As a solo performer and billed as Sylvia (not to be confused with the country singer of the same name) she recorded and released the single “Pillow Talk” on the Vibration label in 1973.She had originally hoped “Pillow Talk” would be recorded by Al Green, but he turned it down, because it was too risqué and against his religion. The drums on the recorded version seem to have been influenced by the productions of Willie Mitchell for Green.
“Pillow Talk” reached number one for two weeks on the R&B chart and number three on the pop chart, and is an early example of prototypical disco music.
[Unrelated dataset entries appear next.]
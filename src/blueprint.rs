//! Blueprint document model and assembly.
//!
//! The blueprint is the sole contract with replay: every scheduling and
//! allocation decision is resolved here, and `apply` only executes it.

use anyhow::{anyhow, Context, Result};
use chrono::{NaiveDate, Utc};
use serde::{Deserialize, Serialize};
use std::collections::{BTreeMap, BTreeSet};
use std::fs;
use std::path::Path;

use crate::calendar;
use crate::config::RewriteConfig;
use crate::distribute::{allocate_with_caps, split_evenly};
use crate::error::PlanError;
use crate::history::{HistoryProvider, Operation, SourceChangeset};
use crate::message;
use crate::schedule;
use crate::tags;

/// Timestamp rendering used for git author/committer dates.
pub const TIMESTAMP_FORMAT: &str = "%Y-%m-%dT%H:%M:%S%z";

#[derive(Serialize, Deserialize, Debug, Clone)]
pub struct BlueprintMeta {
    pub generated_at: String,
    pub source_ref: String,
    pub source_tree: String,
    pub timezone: String,
    pub target_commit_count: usize,
    pub business_day_count: usize,
    pub base_daily_count: usize,
    pub extra_commit_days: usize,
}

/// Per-source-changeset allocation summary.
#[derive(Serialize, Deserialize, Debug, Clone)]
pub struct SourceSummary {
    pub commit: String,
    pub subject: String,
    pub operation_count: usize,
    pub allocated_commits: usize,
}

/// One fully resolved output commit.
#[derive(Serialize, Deserialize, Debug, Clone)]
pub struct PlannedCommit {
    /// 1-based global sequence index.
    pub index: usize,
    pub source_index: usize,
    pub source_commit: String,
    pub source_subject: String,
    /// 1-based group position within the source changeset.
    pub group_index: usize,
    pub group_total: usize,
    pub operations: Vec<Operation>,
    pub author_date: String,
    pub committer_date: String,
    pub message: String,
}

#[derive(Serialize, Deserialize, Debug, Clone)]
pub struct Blueprint {
    pub meta: BlueprintMeta,
    pub config: RewriteConfig,
    pub business_days: Vec<NaiveDate>,
    pub day_commit_counts: Vec<usize>,
    pub source_commits: Vec<SourceSummary>,
    pub tag_targets: BTreeMap<String, String>,
    pub commits: Vec<PlannedCommit>,
}

/// Build the full rewrite plan. Pure apart from provider reads; two runs
/// over the same history and config differ only in `meta.generated_at`.
pub fn build(
    provider: &dyn HistoryProvider,
    config: &RewriteConfig,
    source_ref: &str,
    holidays: &BTreeSet<NaiveDate>,
) -> Result<Blueprint> {
    let timezone = config.tz()?;
    let changesets = provider.changesets(source_ref)?;
    if changesets.is_empty() {
        return Err(anyhow!("no source commits reachable from {source_ref}"));
    }
    let source_tree = provider.tree_id(source_ref)?;

    let target = config.target_commit_count;
    let weights: Vec<usize> = changesets.iter().map(SourceChangeset::weight).collect();
    let allocation = allocate_with_caps(&weights, target)?;

    let mut drafts = Vec::with_capacity(target);
    for (source_index, changeset) in changesets.iter().enumerate() {
        let groups = split_evenly(&changeset.operations, allocation[source_index])?;
        let group_total = groups.len();
        for (offset, operations) in groups.into_iter().enumerate() {
            drafts.push((source_index, offset + 1, group_total, operations));
        }
    }
    if drafts.len() != target {
        return Err(PlanError::BlueprintInconsistent(format!(
            "expanded entry count {} does not match target {target}",
            drafts.len()
        ))
        .into());
    }

    let business_days = calendar::business_days(config.start_date, config.end_date, holidays)?;
    let source_ids: Vec<&str> = drafts
        .iter()
        .map(|(source_index, ..)| changesets[*source_index].id.as_str())
        .collect();
    let schedule =
        schedule::build_schedule(&business_days, &source_ids, &config.daily_slots, timezone)?;

    let mut commits = Vec::with_capacity(target);
    for (position, ((source_index, group_index, group_total, operations), timestamp)) in drafts
        .into_iter()
        .zip(schedule.timestamps.iter())
        .enumerate()
    {
        let changeset = &changesets[source_index];
        let stamp = timestamp.format(TIMESTAMP_FORMAT).to_string();
        let message = message::synthesize(position, &operations);
        commits.push(PlannedCommit {
            index: position + 1,
            source_index,
            source_commit: changeset.id.clone(),
            source_subject: changeset.subject.clone(),
            group_index,
            group_total,
            operations,
            author_date: stamp.clone(),
            committer_date: stamp,
            message,
        });
    }

    let tag_targets = tags::resolve_all(provider, source_ref, &changesets, &config.tag_names)?;

    let source_commits = changesets
        .iter()
        .zip(&allocation)
        .map(|(changeset, &allocated)| SourceSummary {
            commit: changeset.id.clone(),
            subject: changeset.subject.clone(),
            operation_count: changeset.weight(),
            allocated_commits: allocated,
        })
        .collect();

    let blueprint = Blueprint {
        meta: BlueprintMeta {
            generated_at: Utc::now().to_rfc3339(),
            source_ref: source_ref.to_string(),
            source_tree,
            timezone: config.timezone.clone(),
            target_commit_count: target,
            business_day_count: business_days.len(),
            base_daily_count: schedule.base_daily_count,
            extra_commit_days: schedule.extra_commit_days,
        },
        config: config.clone(),
        business_days,
        day_commit_counts: schedule.day_counts,
        source_commits,
        tag_targets,
        commits,
    };
    check_consistency(&blueprint)?;
    Ok(blueprint)
}

/// Structural cross-checks run before the blueprint is emitted. A failure
/// here is an internal bug, not a user-correctable input problem.
fn check_consistency(blueprint: &Blueprint) -> Result<(), PlanError> {
    let target = blueprint.meta.target_commit_count;
    if blueprint.commits.len() != target {
        return Err(inconsistent(format!(
            "planned {} commits for target {target}",
            blueprint.commits.len()
        )));
    }
    if blueprint.day_commit_counts.len() != blueprint.business_days.len() {
        return Err(inconsistent(
            "day counts do not align with the business-day list".to_string(),
        ));
    }
    let day_total: usize = blueprint.day_commit_counts.iter().sum();
    if day_total != target {
        return Err(inconsistent(format!(
            "per-day counts sum to {day_total}, expected {target}"
        )));
    }
    let allocated: usize = blueprint
        .source_commits
        .iter()
        .map(|summary| summary.allocated_commits)
        .sum();
    if allocated != target {
        return Err(inconsistent(format!(
            "allocation summary sums to {allocated}, expected {target}"
        )));
    }

    let mut used_per_date: BTreeMap<String, usize> = BTreeMap::new();
    for (position, commit) in blueprint.commits.iter().enumerate() {
        if commit.index != position + 1 {
            return Err(inconsistent(format!(
                "sequence index {} found at position {}",
                commit.index,
                position + 1
            )));
        }
        if commit.operations.is_empty() {
            return Err(inconsistent(format!(
                "commit #{} carries no operations",
                commit.index
            )));
        }
        if commit.author_date != commit.committer_date {
            return Err(inconsistent(format!(
                "commit #{} author/committer dates differ",
                commit.index
            )));
        }
        let date = commit.author_date.chars().take(10).collect::<String>();
        *used_per_date.entry(date).or_default() += 1;
    }

    for (day, &expected) in blueprint
        .business_days
        .iter()
        .zip(&blueprint.day_commit_counts)
    {
        let key = day.format("%Y-%m-%d").to_string();
        let actual = used_per_date.get(&key).copied().unwrap_or(0);
        if actual != expected {
            return Err(inconsistent(format!(
                "day {key} is used by {actual} commits, assigned {expected}"
            )));
        }
    }
    Ok(())
}

fn inconsistent(detail: String) -> PlanError {
    PlanError::BlueprintInconsistent(detail)
}

pub fn load(path: &Path) -> Result<Blueprint> {
    let bytes = fs::read(path).with_context(|| format!("read blueprint {}", path.display()))?;
    serde_json::from_slice(&bytes).context("parse blueprint JSON")
}

pub fn write(blueprint: &Blueprint, path: &Path) -> Result<()> {
    if let Some(parent) = path.parent() {
        fs::create_dir_all(parent).with_context(|| format!("create {}", parent.display()))?;
    }
    let bytes = serde_json::to_vec_pretty(blueprint).context("serialize blueprint JSON")?;
    fs::write(path, bytes).with_context(|| format!("write blueprint {}", path.display()))?;
    Ok(())
}

#[cfg(test)]
mod tests {
    use super::*;
    use crate::config::Identity;
    use crate::history::OpKind;

    /// Deterministic in-memory stand-in for the git-backed provider.
    struct FakeProvider {
        changesets: Vec<SourceChangeset>,
        chain: Vec<String>,
        tags: BTreeMap<String, String>,
    }

    impl HistoryProvider for FakeProvider {
        fn changesets(&self, _source_ref: &str) -> Result<Vec<SourceChangeset>> {
            Ok(self.changesets.clone())
        }

        fn first_parent_chain(&self, _source_ref: &str) -> Result<Vec<String>> {
            Ok(self.chain.clone())
        }

        fn tag_commit(&self, tag_name: &str) -> Result<Option<String>> {
            Ok(self.tags.get(tag_name).cloned())
        }

        fn tree_id(&self, _source_ref: &str) -> Result<String> {
            Ok("f00dtree".to_string())
        }
    }

    fn operations(count: usize, prefix: &str) -> Vec<Operation> {
        (0..count)
            .map(|index| Operation::simple(OpKind::Added, format!("src/{prefix}_{index}.rs"), "A"))
            .collect()
    }

    fn provider() -> FakeProvider {
        let changesets = vec![
            SourceChangeset {
                id: "aaa111".to_string(),
                subject: "bootstrap the workspace".to_string(),
                operations: operations(4, "boot"),
            },
            SourceChangeset {
                id: "bbb222".to_string(),
                subject: "add the solver v0.1".to_string(),
                operations: operations(2, "solver"),
            },
            SourceChangeset {
                id: "ccc333".to_string(),
                subject: "final polish".to_string(),
                operations: operations(1, "polish"),
            },
        ];
        let chain = changesets
            .iter()
            .map(|changeset| changeset.id.clone())
            .collect();
        FakeProvider {
            changesets,
            chain,
            tags: BTreeMap::new(),
        }
    }

    fn config() -> RewriteConfig {
        RewriteConfig {
            start_date: "2024-03-04".parse().expect("date"),
            end_date: "2024-03-05".parse().expect("date"),
            timezone: "Europe/Berlin".to_string(),
            target_commit_count: 6,
            holidays_file: "rewrite/holidays.json".to_string(),
            daily_slots: BTreeMap::from([(
                3,
                vec![
                    "09:40".to_string(),
                    "13:10".to_string(),
                    "17:25".to_string(),
                ],
            )]),
            identity: Identity {
                name: "Dev Author".to_string(),
                email: "dev@example.com".to_string(),
            },
            rewrite_branch: "rewrite/replay".to_string(),
            target_branch: "main".to_string(),
            tag_names: vec!["v0.1".to_string()],
            forbidden_message_terms: vec!["wip".to_string()],
        }
    }

    #[test]
    fn builds_a_consistent_plan_end_to_end() {
        let provider = provider();
        let config = config();
        let blueprint =
            build(&provider, &config, "HEAD", &BTreeSet::new()).expect("build blueprint");

        assert_eq!(blueprint.meta.target_commit_count, 6);
        assert_eq!(blueprint.meta.business_day_count, 2);
        assert_eq!(blueprint.commits.len(), 6);
        assert_eq!(blueprint.day_commit_counts, vec![3, 3]);

        // Weights [4,2,1] at target 6 expand to [3,2,1].
        let allocated: Vec<usize> = blueprint
            .source_commits
            .iter()
            .map(|summary| summary.allocated_commits)
            .collect();
        assert_eq!(allocated, vec![3, 2, 1]);

        // Sequence indices are 1..=6 and groups stay contiguous per source.
        for (position, commit) in blueprint.commits.iter().enumerate() {
            assert_eq!(commit.index, position + 1);
            assert!(!commit.operations.is_empty());
            assert_eq!(commit.author_date, commit.committer_date);
            assert!(!commit.message.is_empty());
        }
        let rejoined: Vec<Operation> = blueprint
            .commits
            .iter()
            .filter(|commit| commit.source_commit == "aaa111")
            .flat_map(|commit| commit.operations.clone())
            .collect();
        assert_eq!(rejoined, provider.changesets[0].operations);

        // Berlin timestamps carry the +01:00 winter offset.
        assert!(blueprint
            .commits
            .iter()
            .all(|commit| commit.author_date.ends_with("+0100")));

        // "v0.1" matches the second source subject.
        assert_eq!(
            blueprint.tag_targets.get("v0.1"),
            Some(&"bbb222".to_string())
        );
    }

    #[test]
    fn unreachable_target_fails_before_any_output() {
        let provider = provider();
        let mut config = config();
        config.target_commit_count = 8;
        let err = build(&provider, &config, "HEAD", &BTreeSet::new()).expect_err("over capacity");
        let plan_error = err.downcast::<PlanError>().expect("typed error");
        assert_eq!(
            plan_error,
            PlanError::CapacityExceeded {
                target: 8,
                capacity: 7
            }
        );
    }

    #[test]
    fn plans_are_reproducible_modulo_generated_at() {
        let provider = provider();
        let config = config();
        let mut first =
            build(&provider, &config, "HEAD", &BTreeSet::new()).expect("first build");
        let mut second =
            build(&provider, &config, "HEAD", &BTreeSet::new()).expect("second build");
        first.meta.generated_at = String::new();
        second.meta.generated_at = String::new();
        let first_json = serde_json::to_string(&first).expect("serialize");
        let second_json = serde_json::to_string(&second).expect("serialize");
        assert_eq!(first_json, second_json);
    }

    #[test]
    fn serde_round_trip_preserves_the_plan() {
        let provider = provider();
        let config = config();
        let blueprint = build(&provider, &config, "HEAD", &BTreeSet::new()).expect("build");
        let json = serde_json::to_string_pretty(&blueprint).expect("serialize");
        let back: Blueprint = serde_json::from_str(&json).expect("deserialize");
        assert_eq!(back.commits.len(), blueprint.commits.len());
        assert_eq!(back.meta.source_tree, blueprint.meta.source_tree);
        assert_eq!(back.day_commit_counts, blueprint.day_commit_counts);
    }
}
It sold over two million copies, and was awarded a gold disc by the R.I.A.A. in May 1973.The vocals are replete with moaning and heavy breathing, predating Donna Summer’s orgasmic moans on “Love to Love You Baby”. The drumming rhythm would reappear in 1985 on Kate Bush’s “Running Up that Hill”, then again in 1987 on Fleetwood Mac’s “Big Love”. The song returned to prominence by featuring on the soundtrack of the movie.
In the 1970s the Robinsons with Milton Malden founded Sugar Hill Records. The company was named after the culturally rich Sugar Hill area of Harlem, an affluent African American neighborhood in Manhattan New York City, known as a hub for artists and performers in the early and mid 1900s. Arguably, Robinson’s most significant contribution to music was masterminding the formation of The Sugarhill Gang and the release of their hit, “Rapper’s Delight” in 1979, which became the first commercially successful rap single. The group was discovered in Englewood, New Jersey, where Sugar Hill Records was based.
She also was the visionary and guiding force behind Grandmaster Flash & the Furious Five’s most successful single, “The Message”, which is credited as the rap song that brought socially conscious lyrics into hip hop. She persuaded the group to record the song while it was still an estranged demo recording, surprisingly created by a studio percussionist for the Sugar Hill Gang. In 1986, the Robinsons sold the Chess Records catalog, that they had acquired from GRT back in the 1970s, to MCA Records (who was their distributor since 1984). Their son, Joey Robinson, was a member of another rap act, West Street Mob. Her grandson Darnell Robinson’s $297,750 fifteenth birthday party was featured on an episode of MTV’s My Super Sweet Sixteen.
The lyrics to :The Message” helped teenagers in New York deal with the craziness of growing up in NYC.